* [DATASET RECORDS]:
────

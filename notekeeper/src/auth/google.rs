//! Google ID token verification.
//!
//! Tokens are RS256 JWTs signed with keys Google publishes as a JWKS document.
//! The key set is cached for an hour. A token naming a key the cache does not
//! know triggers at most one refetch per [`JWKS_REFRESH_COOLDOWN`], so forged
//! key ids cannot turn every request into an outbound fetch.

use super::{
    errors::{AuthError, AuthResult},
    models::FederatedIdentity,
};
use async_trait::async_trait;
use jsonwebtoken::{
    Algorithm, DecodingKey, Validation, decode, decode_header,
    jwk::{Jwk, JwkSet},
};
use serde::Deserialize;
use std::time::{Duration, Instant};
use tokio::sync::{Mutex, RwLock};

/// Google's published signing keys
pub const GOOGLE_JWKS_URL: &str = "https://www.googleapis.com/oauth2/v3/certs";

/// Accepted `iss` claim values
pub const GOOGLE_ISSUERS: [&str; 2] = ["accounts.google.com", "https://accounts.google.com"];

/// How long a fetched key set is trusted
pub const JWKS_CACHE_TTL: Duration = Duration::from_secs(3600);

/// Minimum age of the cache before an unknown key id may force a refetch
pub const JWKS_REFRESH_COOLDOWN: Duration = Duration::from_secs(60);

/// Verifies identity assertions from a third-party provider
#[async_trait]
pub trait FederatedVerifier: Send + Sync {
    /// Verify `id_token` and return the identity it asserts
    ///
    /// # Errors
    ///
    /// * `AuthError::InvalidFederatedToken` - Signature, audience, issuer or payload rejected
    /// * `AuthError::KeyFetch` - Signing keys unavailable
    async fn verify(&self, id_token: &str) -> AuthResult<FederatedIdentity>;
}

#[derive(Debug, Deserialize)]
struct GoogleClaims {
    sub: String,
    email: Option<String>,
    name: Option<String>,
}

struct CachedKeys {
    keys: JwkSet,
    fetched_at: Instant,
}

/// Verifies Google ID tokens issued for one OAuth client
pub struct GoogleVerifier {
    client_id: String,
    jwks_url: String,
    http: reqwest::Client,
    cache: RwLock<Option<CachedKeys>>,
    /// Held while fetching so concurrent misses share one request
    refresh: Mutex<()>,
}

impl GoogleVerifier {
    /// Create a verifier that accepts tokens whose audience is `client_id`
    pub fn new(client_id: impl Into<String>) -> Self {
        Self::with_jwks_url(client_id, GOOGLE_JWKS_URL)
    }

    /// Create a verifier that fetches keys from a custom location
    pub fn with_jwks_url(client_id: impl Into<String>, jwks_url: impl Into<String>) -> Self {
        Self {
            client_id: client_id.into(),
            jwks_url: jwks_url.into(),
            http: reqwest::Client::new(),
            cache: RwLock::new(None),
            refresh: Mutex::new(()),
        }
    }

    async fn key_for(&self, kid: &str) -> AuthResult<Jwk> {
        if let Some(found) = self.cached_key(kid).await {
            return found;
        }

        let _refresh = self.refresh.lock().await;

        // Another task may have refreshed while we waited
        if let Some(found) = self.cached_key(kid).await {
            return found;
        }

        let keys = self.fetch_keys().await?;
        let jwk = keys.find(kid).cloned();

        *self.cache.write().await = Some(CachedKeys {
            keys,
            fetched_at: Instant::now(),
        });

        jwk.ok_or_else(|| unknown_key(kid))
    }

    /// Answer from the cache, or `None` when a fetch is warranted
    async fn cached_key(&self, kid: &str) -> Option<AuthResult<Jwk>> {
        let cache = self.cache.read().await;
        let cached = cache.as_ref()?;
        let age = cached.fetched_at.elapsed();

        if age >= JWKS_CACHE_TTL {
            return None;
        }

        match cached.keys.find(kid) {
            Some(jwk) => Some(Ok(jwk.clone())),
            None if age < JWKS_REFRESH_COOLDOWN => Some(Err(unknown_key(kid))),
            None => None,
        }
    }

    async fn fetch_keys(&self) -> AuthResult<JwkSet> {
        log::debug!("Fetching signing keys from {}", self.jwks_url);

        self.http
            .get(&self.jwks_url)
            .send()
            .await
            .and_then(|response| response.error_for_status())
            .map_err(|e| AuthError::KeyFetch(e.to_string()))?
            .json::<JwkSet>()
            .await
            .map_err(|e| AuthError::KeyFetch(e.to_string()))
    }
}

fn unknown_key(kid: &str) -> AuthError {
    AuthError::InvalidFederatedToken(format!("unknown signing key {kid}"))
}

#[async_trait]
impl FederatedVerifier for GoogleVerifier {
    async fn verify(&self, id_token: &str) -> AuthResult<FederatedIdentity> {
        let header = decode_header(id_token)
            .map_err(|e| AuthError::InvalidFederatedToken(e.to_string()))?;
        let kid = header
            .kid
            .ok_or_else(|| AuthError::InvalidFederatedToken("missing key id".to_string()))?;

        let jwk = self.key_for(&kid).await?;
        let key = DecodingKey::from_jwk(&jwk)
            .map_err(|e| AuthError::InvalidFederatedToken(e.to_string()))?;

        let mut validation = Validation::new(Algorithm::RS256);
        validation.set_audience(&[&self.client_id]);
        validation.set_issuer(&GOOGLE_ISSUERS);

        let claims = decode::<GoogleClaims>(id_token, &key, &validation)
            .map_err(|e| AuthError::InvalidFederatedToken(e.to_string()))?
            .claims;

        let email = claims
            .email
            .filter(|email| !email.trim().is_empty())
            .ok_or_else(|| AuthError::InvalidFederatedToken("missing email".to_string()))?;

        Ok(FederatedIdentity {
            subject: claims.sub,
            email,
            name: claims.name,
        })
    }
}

────

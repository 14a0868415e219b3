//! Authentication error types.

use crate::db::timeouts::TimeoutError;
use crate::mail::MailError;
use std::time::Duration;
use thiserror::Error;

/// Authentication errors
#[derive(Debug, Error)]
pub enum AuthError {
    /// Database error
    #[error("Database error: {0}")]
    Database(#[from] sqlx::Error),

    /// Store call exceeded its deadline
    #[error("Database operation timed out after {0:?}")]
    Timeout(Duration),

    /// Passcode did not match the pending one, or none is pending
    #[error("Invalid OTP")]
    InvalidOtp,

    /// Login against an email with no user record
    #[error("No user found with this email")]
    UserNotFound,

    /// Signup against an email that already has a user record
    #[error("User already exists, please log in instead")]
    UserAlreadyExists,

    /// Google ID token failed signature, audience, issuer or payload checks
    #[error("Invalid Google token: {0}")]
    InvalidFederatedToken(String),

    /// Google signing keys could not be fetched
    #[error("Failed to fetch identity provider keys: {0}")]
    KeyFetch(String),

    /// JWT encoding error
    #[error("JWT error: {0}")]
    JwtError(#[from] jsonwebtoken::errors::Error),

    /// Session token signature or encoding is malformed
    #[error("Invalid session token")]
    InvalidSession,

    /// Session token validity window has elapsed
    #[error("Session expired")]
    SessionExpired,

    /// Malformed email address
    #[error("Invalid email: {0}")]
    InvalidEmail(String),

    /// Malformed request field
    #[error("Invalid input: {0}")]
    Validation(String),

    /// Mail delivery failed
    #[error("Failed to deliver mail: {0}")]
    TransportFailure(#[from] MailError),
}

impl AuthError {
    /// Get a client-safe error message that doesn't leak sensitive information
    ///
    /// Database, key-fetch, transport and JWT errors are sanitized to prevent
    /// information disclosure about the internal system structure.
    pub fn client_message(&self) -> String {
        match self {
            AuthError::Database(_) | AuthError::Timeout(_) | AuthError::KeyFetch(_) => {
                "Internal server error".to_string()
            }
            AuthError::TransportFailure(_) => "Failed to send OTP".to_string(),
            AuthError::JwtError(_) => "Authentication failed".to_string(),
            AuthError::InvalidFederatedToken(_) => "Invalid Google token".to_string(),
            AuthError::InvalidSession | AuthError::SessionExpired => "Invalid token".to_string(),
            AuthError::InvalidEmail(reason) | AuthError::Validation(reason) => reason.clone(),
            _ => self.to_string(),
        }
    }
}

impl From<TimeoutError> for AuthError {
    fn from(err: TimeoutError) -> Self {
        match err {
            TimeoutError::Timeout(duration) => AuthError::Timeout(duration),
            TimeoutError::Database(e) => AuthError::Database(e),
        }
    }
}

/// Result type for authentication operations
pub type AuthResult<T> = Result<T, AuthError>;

────

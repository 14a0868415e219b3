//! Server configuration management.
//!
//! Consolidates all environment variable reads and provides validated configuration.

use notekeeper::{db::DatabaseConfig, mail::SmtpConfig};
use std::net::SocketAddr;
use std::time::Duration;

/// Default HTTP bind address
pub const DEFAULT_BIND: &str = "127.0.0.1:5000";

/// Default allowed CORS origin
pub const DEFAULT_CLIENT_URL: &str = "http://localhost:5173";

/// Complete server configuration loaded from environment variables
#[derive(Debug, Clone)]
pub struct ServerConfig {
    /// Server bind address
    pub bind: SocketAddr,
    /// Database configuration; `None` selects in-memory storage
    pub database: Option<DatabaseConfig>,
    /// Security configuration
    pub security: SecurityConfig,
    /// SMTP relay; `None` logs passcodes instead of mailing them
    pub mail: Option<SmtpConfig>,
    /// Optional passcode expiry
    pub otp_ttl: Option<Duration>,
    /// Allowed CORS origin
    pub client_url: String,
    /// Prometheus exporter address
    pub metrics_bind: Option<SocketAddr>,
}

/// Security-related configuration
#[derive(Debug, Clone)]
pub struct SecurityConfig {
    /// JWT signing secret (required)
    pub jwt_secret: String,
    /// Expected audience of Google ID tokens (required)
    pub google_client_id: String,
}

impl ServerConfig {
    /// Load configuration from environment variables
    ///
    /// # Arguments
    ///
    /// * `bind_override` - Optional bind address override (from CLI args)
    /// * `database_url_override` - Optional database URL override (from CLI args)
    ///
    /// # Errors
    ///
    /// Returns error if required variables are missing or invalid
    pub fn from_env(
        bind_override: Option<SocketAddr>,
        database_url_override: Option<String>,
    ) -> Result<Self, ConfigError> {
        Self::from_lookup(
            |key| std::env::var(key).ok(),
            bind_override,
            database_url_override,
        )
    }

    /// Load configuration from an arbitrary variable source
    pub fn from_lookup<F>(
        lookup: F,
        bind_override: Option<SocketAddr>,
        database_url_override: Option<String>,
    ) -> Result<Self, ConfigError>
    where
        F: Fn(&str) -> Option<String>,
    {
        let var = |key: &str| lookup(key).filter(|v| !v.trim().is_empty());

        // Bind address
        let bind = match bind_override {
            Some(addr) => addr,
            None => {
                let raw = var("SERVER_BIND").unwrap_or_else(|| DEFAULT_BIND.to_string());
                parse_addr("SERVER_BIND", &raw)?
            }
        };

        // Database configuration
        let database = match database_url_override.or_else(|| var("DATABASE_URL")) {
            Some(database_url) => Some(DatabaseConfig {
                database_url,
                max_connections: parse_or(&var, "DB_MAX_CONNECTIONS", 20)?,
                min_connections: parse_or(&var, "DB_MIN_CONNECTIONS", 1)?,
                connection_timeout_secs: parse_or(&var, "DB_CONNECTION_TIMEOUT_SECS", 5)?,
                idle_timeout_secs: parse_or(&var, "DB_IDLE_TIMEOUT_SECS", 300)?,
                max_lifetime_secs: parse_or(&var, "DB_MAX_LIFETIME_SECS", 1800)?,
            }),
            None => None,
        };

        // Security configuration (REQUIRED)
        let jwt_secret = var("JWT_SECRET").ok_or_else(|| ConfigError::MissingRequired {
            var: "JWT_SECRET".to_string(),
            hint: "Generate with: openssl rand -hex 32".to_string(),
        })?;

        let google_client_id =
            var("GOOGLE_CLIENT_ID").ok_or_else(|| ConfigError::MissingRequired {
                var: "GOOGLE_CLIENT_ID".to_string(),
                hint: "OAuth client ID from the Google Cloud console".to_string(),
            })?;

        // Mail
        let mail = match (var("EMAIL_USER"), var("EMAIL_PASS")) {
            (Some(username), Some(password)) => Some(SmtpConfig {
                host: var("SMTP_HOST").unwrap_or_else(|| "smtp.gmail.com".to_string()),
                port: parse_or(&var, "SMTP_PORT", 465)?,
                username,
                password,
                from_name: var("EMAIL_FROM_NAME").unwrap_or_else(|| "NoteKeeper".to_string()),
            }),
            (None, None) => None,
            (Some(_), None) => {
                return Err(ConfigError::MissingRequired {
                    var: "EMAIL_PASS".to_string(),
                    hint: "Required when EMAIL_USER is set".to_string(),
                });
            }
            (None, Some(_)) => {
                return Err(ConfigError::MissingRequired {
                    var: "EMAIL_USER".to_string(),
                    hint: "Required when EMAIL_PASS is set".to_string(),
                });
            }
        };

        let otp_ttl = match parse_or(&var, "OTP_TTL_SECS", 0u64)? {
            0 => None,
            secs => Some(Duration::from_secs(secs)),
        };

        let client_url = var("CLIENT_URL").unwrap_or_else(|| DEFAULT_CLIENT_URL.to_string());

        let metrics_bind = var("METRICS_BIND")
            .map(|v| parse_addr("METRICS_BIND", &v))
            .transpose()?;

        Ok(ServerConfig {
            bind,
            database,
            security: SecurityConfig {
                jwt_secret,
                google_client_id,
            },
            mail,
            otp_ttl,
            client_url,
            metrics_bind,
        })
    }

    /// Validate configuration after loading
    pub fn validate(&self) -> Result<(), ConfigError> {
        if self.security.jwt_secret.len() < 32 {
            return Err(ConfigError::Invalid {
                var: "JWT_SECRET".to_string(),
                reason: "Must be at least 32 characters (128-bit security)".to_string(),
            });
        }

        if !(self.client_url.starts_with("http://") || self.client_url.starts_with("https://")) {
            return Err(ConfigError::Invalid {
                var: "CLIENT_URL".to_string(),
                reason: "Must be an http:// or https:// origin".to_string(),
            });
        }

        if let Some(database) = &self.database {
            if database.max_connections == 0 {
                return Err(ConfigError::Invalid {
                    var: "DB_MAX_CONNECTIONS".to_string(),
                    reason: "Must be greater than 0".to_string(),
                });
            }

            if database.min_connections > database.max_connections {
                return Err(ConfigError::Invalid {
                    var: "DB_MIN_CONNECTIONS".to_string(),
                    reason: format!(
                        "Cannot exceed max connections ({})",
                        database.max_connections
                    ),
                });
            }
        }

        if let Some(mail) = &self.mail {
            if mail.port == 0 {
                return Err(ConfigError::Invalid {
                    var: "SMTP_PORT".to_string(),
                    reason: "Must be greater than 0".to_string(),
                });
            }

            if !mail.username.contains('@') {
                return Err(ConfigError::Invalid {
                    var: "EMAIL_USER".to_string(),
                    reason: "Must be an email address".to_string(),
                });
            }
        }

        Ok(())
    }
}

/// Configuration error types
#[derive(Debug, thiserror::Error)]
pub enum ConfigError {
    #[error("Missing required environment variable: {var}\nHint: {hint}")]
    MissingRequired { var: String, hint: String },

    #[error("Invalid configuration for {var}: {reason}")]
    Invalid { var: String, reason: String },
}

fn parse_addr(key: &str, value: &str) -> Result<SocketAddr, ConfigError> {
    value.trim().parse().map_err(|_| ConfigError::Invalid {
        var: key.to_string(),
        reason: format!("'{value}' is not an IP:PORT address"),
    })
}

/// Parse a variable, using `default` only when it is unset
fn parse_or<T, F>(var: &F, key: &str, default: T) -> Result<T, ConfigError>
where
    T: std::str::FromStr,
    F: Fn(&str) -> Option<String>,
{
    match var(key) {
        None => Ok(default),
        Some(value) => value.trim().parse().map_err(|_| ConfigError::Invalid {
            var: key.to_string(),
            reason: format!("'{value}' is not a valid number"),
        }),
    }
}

────

* [TASK BRIEF]: Exactly how many lines in the listing above hold the string "args"? State the number by itself.

* [OUTPUT BELOW]: 2